Dominic Cooke is an acclaimed director of stage and acreen. He was the Artistic Director of the Royal Court theatre from 2006 to 2013, where he presided over a exhilaratingly creative period which included premieres of Jez Butterworth’s Jerusalem, Lucy Prebble’s Enron, and Bruce Norris’s Clybourne Park to name just a few favourites.
He is an Associate Director of the National Theatre, where his acclaimed productions have included Caryl Churchill’s Here We Go, August Wilson’s Ma Rainey’s Black Bottom, and Stephen Sondheim’s Follies in 2017, which was nominated for no fewer than 10 Olivier awards, and more recently Larry Kramer’s The Normal Heart and Emlyn Williams’ The Corn is Green.
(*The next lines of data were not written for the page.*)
// Serenata
// Copyright (c) 2019-2024 The Project Serenata Developers.
//
// This Source Code Form is subject to the terms of the Mozilla Public
// License, v. 2.0. If a copy of the MPL was not distributed with this
// file, You can obtain one at https://mozilla.org/MPL/2.0/.

//! Cross-tag collation.
//!
//! A file frequently carries the same information in more than one tag, written by different
//! software, in different encodings, with different spellings of the same key. The [`Collator`]
//! reduces the raw multi-tag view produced by discovery to a single best-guess answer per logical
//! field by applying a cross-format priority order, Unicode case-folding and canonical
//! normalisation, and a heuristic recovery of Windows-1251 text that was mis-decoded as Latin-1.

use std::borrow::Cow;
use std::collections::HashSet;

use serenata_core::meta::{AllMetadata, TagKind, TypedMetadata};
use serenata_core::util::text;

use unicase::UniCase;
use unicode_normalization::UnicodeNormalization;

/// A logical, format-independent field.
#[derive(Copy, Clone, Debug, PartialEq, Eq)]
pub enum Field {
    Artist,
    AlbumArtist,
    Album,
    Title,
    TrackNumber,
    TrackTotal,
    Date,
    Genre,
    Comment,
}

impl Field {
    /// All logical fields.
    pub const ALL: [Field; 9] = [
        Field::Artist,
        Field::AlbumArtist,
        Field::Album,
        Field::Title,
        Field::TrackNumber,
        Field::TrackTotal,
        Field::Date,
        Field::Genre,
        Field::Comment,
    ];
}

/// The ordered list of tag-native keys to try for one logical field, per tag kind. A kind with no
/// equivalent key carries an empty list.
struct FieldKeys {
    id3v1: &'static [&'static str],
    id3v2: &'static [&'static str],
    ape: &'static [&'static str],
    flac: &'static [&'static str],
    vorbis: &'static [&'static str],
    mp4: &'static [&'static str],
}

impl FieldKeys {
    fn for_kind(&self, kind: TagKind) -> &'static [&'static str] {
        match kind {
            TagKind::Id3v1 => self.id3v1,
            TagKind::Id3v2 => self.id3v2,
            TagKind::Ape => self.ape,
            TagKind::Flac => self.flac,
            TagKind::Vorbis => self.vorbis,
            TagKind::Mp4 => self.mp4,
        }
    }
}

const ARTIST_KEYS: FieldKeys = FieldKeys {
    id3v1: &["artist"],
    id3v2: &["TPE1", "TP1"],
    ape: &["Artist"],
    flac: &["ARTIST"],
    vorbis: &["ARTIST"],
    mp4: &["\u{a9}ART"],
};

const ALBUM_ARTIST_KEYS: FieldKeys = FieldKeys {
    id3v1: &[],
    id3v2: &["TPE2", "TP2"],
    ape: &["Album Artist"],
    flac: &["ALBUMARTIST", "ALBUM ARTIST"],
    vorbis: &["ALBUMARTIST", "ALBUM ARTIST"],
    mp4: &["aART"],
};

const ALBUM_KEYS: FieldKeys = FieldKeys {
    id3v1: &["album"],
    id3v2: &["TALB", "TAL"],
    ape: &["Album"],
    flac: &["ALBUM"],
    vorbis: &["ALBUM"],
    mp4: &["\u{a9}alb"],
};

const TITLE_KEYS: FieldKeys = FieldKeys {
    id3v1: &["title"],
    id3v2: &["TIT2", "TT2"],
    ape: &["Title"],
    flac: &["TITLE"],
    vorbis: &["TITLE"],
    mp4: &["\u{a9}nam"],
};

const TRACK_NUMBER_KEYS: FieldKeys = FieldKeys {
    id3v1: &["track"],
    id3v2: &["TRCK", "TRK"],
    ape: &["Track"],
    flac: &["TRACKNUMBER"],
    vorbis: &["TRACKNUMBER"],
    mp4: &["trkn"],
};

const TRACK_TOTAL_KEYS: FieldKeys = FieldKeys {
    id3v1: &[],
    id3v2: &[],
    ape: &[],
    flac: &["TRACKTOTAL", "TOTALTRACKS"],
    vorbis: &["TRACKTOTAL", "TOTALTRACKS"],
    mp4: &[],
};

const DATE_KEYS: FieldKeys = FieldKeys {
    id3v1: &["date"],
    id3v2: &["TDRC", "TYER", "TYE"],
    ape: &["Year"],
    flac: &["DATE"],
    vorbis: &["DATE"],
    mp4: &["\u{a9}day"],
};

const GENRE_KEYS: FieldKeys = FieldKeys {
    id3v1: &["genre"],
    id3v2: &["TCON", "TCO"],
    ape: &["Genre"],
    flac: &["GENRE"],
    vorbis: &["GENRE"],
    mp4: &["gnre", "\u{a9}gen"],
};

const COMMENT_KEYS: FieldKeys = FieldKeys {
    id3v1: &["comment"],
    // ID3v2 comments are COMM frames, held in the tag's full-text collection rather than its map.
    id3v2: &[],
    ape: &["Comment"],
    flac: &["COMMENT", "DESCRIPTION"],
    vorbis: &["COMMENT", "DESCRIPTION"],
    mp4: &["\u{a9}cmt"],
};

fn field_keys(field: Field) -> &'static FieldKeys {
    match field {
        Field::Artist => &ARTIST_KEYS,
        Field::AlbumArtist => &ALBUM_ARTIST_KEYS,
        Field::Album => &ALBUM_KEYS,
        Field::Title => &TITLE_KEYS,
        Field::TrackNumber => &TRACK_NUMBER_KEYS,
        Field::TrackTotal => &TRACK_TOTAL_KEYS,
        Field::Date => &DATE_KEYS,
        Field::Genre => &GENRE_KEYS,
        Field::Comment => &COMMENT_KEYS,
    }
}

/// The contribution priority of a tag kind.
#[derive(Copy, Clone, Debug, PartialEq, Eq)]
pub enum TagPriority {
    Normal,
    /// The kind contributes values only when no normal-priority kind contributed any.
    LastResort,
}

/// An ordering over tag kinds, with a contribution priority per kind.
#[derive(Clone, Debug)]
pub struct Prioritization {
    pub order: Vec<(TagKind, TagPriority)>,
}

impl Default for Prioritization {
    fn default() -> Self {
        Prioritization {
            order: vec![
                (TagKind::Mp4, TagPriority::Normal),
                (TagKind::Flac, TagPriority::Normal),
                (TagKind::Vorbis, TagPriority::Normal),
                (TagKind::Id3v2, TagPriority::Normal),
                (TagKind::Ape, TagPriority::Normal),
                (TagKind::Id3v1, TagPriority::LastResort),
            ],
        }
    }
}

/// How multiple tags of the same kind are ordered among themselves before prioritisation.
#[derive(Copy, Clone, Debug, Default, PartialEq, Eq)]
pub enum DuplicateTagStrategy {
    /// Sort tags of each kind by entry count, descending, so the largest tag wins.
    #[default]
    PrioritizeBest,
    /// Keep tags of each kind in file order.
    PrioritizeFirst,
    /// Keep only the first tag of each kind.
    IgnoreDuplicates,
}

/// Collator configuration.
#[derive(Clone, Debug, Default)]
pub struct CollatorConfig {
    pub prioritization: Prioritization,
    pub duplicate_tag_strategy: DuplicateTagStrategy,
}

/// Trims ASCII spaces and NULs from both sides of a value, and recovers Windows-1251 text that
/// was mis-decoded as Latin-1. Returns `None` for a value that trims to nothing.
pub fn ameliorate_canonical(value: &str) -> Option<Cow<'_, str>> {
    let trimmed = value.trim_matches(|c| c == ' ' || c == '\0');

    if trimmed.is_empty() {
        return None;
    }

    if trimmed.chars().all(|c| u32::from(c) <= 0xff) && text::is_likely_windows1251(trimmed) {
        // Reinterpret each codepoint as the Windows-1251 byte it was decoded from. The detector
        // guarantees no codepoint maps to the sole invalid byte.
        let bytes: Vec<u8> = trimmed.chars().map(|c| c as u8).collect();

        if let Some(recovered) = text::decode_windows1251(&bytes) {
            return Some(Cow::Owned(recovered));
        }
    }

    Some(Cow::Borrowed(trimmed))
}

/// An insertion-ordered set of ameliorated values.
///
/// Two values are considered equal when their Unicode case-foldings of their canonical (NFC)
/// normalisations are equal. The first ameliorated spelling inserted is the one stored.
#[derive(Default)]
pub struct CollatedTextSet<'a> {
    values: Vec<Cow<'a, str>>,
    keys: HashSet<UniCase<String>>,
}

impl<'a> CollatedTextSet<'a> {
    pub fn new() -> Self {
        Default::default()
    }

    /// Ameliorates and inserts a value. Values that trim to nothing, or that are already present
    /// under case-folded canonical equality, are dropped.
    pub fn insert(&mut self, value: &'a str) {
        let ameliorated = match ameliorate_canonical(value) {
            Some(ameliorated) => ameliorated,
            None => return,
        };

        let key = UniCase::new(ameliorated.nfc().collect::<String>());

        if self.keys.insert(key) {
            self.values.push(ameliorated);
        }
    }

    pub fn is_empty(&self) -> bool {
        self.values.is_empty()
    }

    pub fn len(&self) -> usize {
        self.values.len()
    }

    /// The collected values, in insertion order.
    pub fn into_values(self) -> Vec<Cow<'a, str>> {
        self.values
    }
}

/// The parsed track numbering of a stream.
#[derive(Copy, Clone, Debug, PartialEq, Eq)]
pub struct TrackNumber {
    pub number: u32,
    pub total: Option<u32>,
}

/// All track numerators and denominators found across every tag, deduplicated, in priority
/// order.
#[derive(Clone, Debug, Default, PartialEq, Eq)]
pub struct TrackNumbers {
    pub numbers: Vec<u32>,
    pub totals: Vec<u32>,
}

/// A prioritised, de-duplicated view over all tags of a stream.
pub struct Collator<'a> {
    /// Tags of normal-priority kinds, in priority order with the duplicate strategy applied.
    normal: Vec<&'a TypedMetadata>,
    /// Tags of last-resort kinds, likewise ordered.
    last_resort: Vec<&'a TypedMetadata>,
}

impl<'a> Collator<'a> {
    pub fn new(all: &'a AllMetadata, config: CollatorConfig) -> Self {
        let mut normal = Vec::new();
        let mut last_resort = Vec::new();

        for (kind, priority) in &config.prioritization.order {
            let mut tags: Vec<&TypedMetadata> = all.of_kind(*kind).collect();

            match config.duplicate_tag_strategy {
                DuplicateTagStrategy::PrioritizeBest => {
                    // A stable sort keeps file order among equally-sized tags.
                    tags.sort_by_key(|tag| std::cmp::Reverse(tag.map().len()));
                }
                DuplicateTagStrategy::PrioritizeFirst => (),
                DuplicateTagStrategy::IgnoreDuplicates => {
                    tags.truncate(1);
                }
            }

            match priority {
                TagPriority::Normal => normal.extend(tags),
                TagPriority::LastResort => last_resort.extend(tags),
            }
        }

        Collator { normal, last_resort }
    }

    /// Iterates the raw candidate values one tag contributes for a field, in key order.
    fn tag_values(tag: &'a TypedMetadata, field: Field) -> impl Iterator<Item = &'a str> {
        let keys = field_keys(field).for_kind(tag.kind());

        let mapped = keys.iter().flat_map(move |&key| tag.map().values(key));

        // ID3v2 comments live in the tag's full-text collection, not its map.
        let comments = match tag {
            TypedMetadata::Id3v2(id3v2) if field == Field::Comment => Some(&id3v2.comments),
            _ => None,
        };

        // The main comment of an ID3v2 tag is, by convention, the one with an empty
        // description. Those entries are tried first, described entries after.
        mapped.chain(comments.into_iter().flat_map(|comments| {
            comments.values_for_description("").chain(
                comments
                    .entries()
                    .filter(|entry| !entry.description().is_empty())
                    .map(|entry| entry.value()),
            )
        }))
    }

    /// Gets the single highest-priority ameliorated value for a field.
    pub fn prioritized_value(&self, field: Field) -> Option<Cow<'a, str>> {
        for tag in &self.normal {
            for value in Self::tag_values(tag, field) {
                if let Some(ameliorated) = ameliorate_canonical(value) {
                    return Some(ameliorated);
                }
            }
        }

        // Last-resort kinds contribute only when nothing else did.
        for tag in &self.last_resort {
            for value in Self::tag_values(tag, field) {
                if let Some(ameliorated) = ameliorate_canonical(value) {
                    return Some(ameliorated);
                }
            }
        }

        None
    }

    /// Collects every distinct ameliorated value for a field across all tags, in priority order.
    pub fn collated_values(&self, field: Field) -> Vec<Cow<'a, str>> {
        let mut set = CollatedTextSet::new();

        for tag in &self.normal {
            for value in Self::tag_values(tag, field) {
                set.insert(value);
            }
        }

        if set.is_empty() {
            for tag in &self.last_resort {
                for value in Self::tag_values(tag, field) {
                    set.insert(value);
                }
            }
        }

        set.into_values()
    }

    pub fn artist(&self) -> Option<Cow<'a, str>> {
        self.prioritized_value(Field::Artist)
    }

    pub fn artists(&self) -> Vec<Cow<'a, str>> {
        self.collated_values(Field::Artist)
    }

    pub fn album(&self) -> Option<Cow<'a, str>> {
        self.prioritized_value(Field::Album)
    }

    pub fn albums(&self) -> Vec<Cow<'a, str>> {
        self.collated_values(Field::Album)
    }

    pub fn title(&self) -> Option<Cow<'a, str>> {
        self.prioritized_value(Field::Title)
    }

    pub fn titles(&self) -> Vec<Cow<'a, str>> {
        self.collated_values(Field::Title)
    }

    /// Parses the prioritised track-number value with the grammar `NUMBER ["/" TOTAL]`. A missing
    /// or zero denominator falls back to the track-total field; a zero numerator is treated as
    /// absent.
    pub fn track_number(&self) -> Option<TrackNumber> {
        let value = self.prioritized_value(Field::TrackNumber)?;

        let (number, total) = split_track_value(&value);

        let number = number.filter(|&number| number != 0)?;

        let total = total
            .filter(|&total| total != 0)
            .or_else(|| {
                self.prioritized_value(Field::TrackTotal)
                    .and_then(|total| parse_track_part(&total))
                    .filter(|&total| total != 0)
            });

        Some(TrackNumber { number, total })
    }

    /// Collects every track numerator and denominator across all tags into two deduplicated,
    /// insertion-ordered sets. Zeroes and unparsable values are dropped.
    pub fn track_numbers(&self) -> TrackNumbers {
        let mut result = TrackNumbers::default();
        let mut seen_numbers = HashSet::new();
        let mut seen_totals = HashSet::new();

        for tag in self.normal.iter().chain(&self.last_resort) {
            for value in Self::tag_values(tag, Field::TrackNumber) {
                let (number, total) = split_track_value(value);

                if let Some(number) = number.filter(|&number| number != 0) {
                    if seen_numbers.insert(number) {
                        result.numbers.push(number);
                    }
                }

                if let Some(total) = total.filter(|&total| total != 0) {
                    if seen_totals.insert(total) {
                        result.totals.push(total);
                    }
                }
            }

            for value in Self::tag_values(tag, Field::TrackTotal) {
                if let Some(total) = parse_track_part(value).filter(|&total| total != 0) {
                    if seen_totals.insert(total) {
                        result.totals.push(total);
                    }
                }
            }
        }

        result
    }
}

fn parse_track_part(part: &str) -> Option<u32> {
    part.trim_matches(|c| c == ' ' || c == '\0').parse().ok()
}

/// Splits a track value under the grammar `NUMBER ["/" TOTAL]`.
fn split_track_value(value: &str) -> (Option<u32>, Option<u32>) {
    match value.split_once('/') {
        Some((number, total)) => (parse_track_part(number), parse_track_part(total)),
        None => (parse_track_part(value), None),
    }
}
//! Error types for posgw-core

use thiserror::Error;

/// Errors from establishing the terminal link
#[derive(Debug, Error)]
pub enum ConnectError {
    #[error("Cannot create socket: {0}")]
    SocketCreateFailed(#[source] std::io::Error),

    #[error("Invalid terminal address: {0}")]
    InvalidAddress(String),

    #[error("Connection refused: {0}")]
    ConnectionRefused(#[source] std::io::Error),

    #[error("Connect timed out after {0}ms")]
    ConnectTimeout(u64),

    #[error("Handshake rejected: {0}")]
    HandshakeRejected(String),
}

/// Errors from receiving a reply frame
#[derive(Debug, Error)]
pub enum ReceiveError {
    #[error("I/O error: {0}")]
    Io(#[from] std::io::Error),

    #[error("Response timeout after {0}ms")]
    Timeout(u64),

    #[error("Frame too large: {size} bytes (max: {max})")]
    FrameTooLarge { size: usize, max: usize },
}

/// Errors from the transaction ledger
#[derive(Debug, Error)]
pub enum StoreError {
    #[error("Cannot open ledger database: {0}")]
    OpenFailed(#[source] rusqlite::Error),

    #[error("Ledger statement failed: {0}")]
    ExecFailed(#[from] rusqlite::Error),
}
Dominic is also a writer and director for TV and film, having adapted and directed the BBC series of Shakespeare’s The Hollow Crown – The Wars of the Roses, as well as directed the films On Chesil Beach and The Courier, and he is next due to direct a film version of Follies.
Dominic recommended The Winter’s Tale by William Shakespeare.
The Footnotes to our episode on C.P.Taylor’s Good include observations on Halder’s solipsism, his shameful betrayal of his friend Maurice, and how individual moral paralysis writ large can sanction a political crusade.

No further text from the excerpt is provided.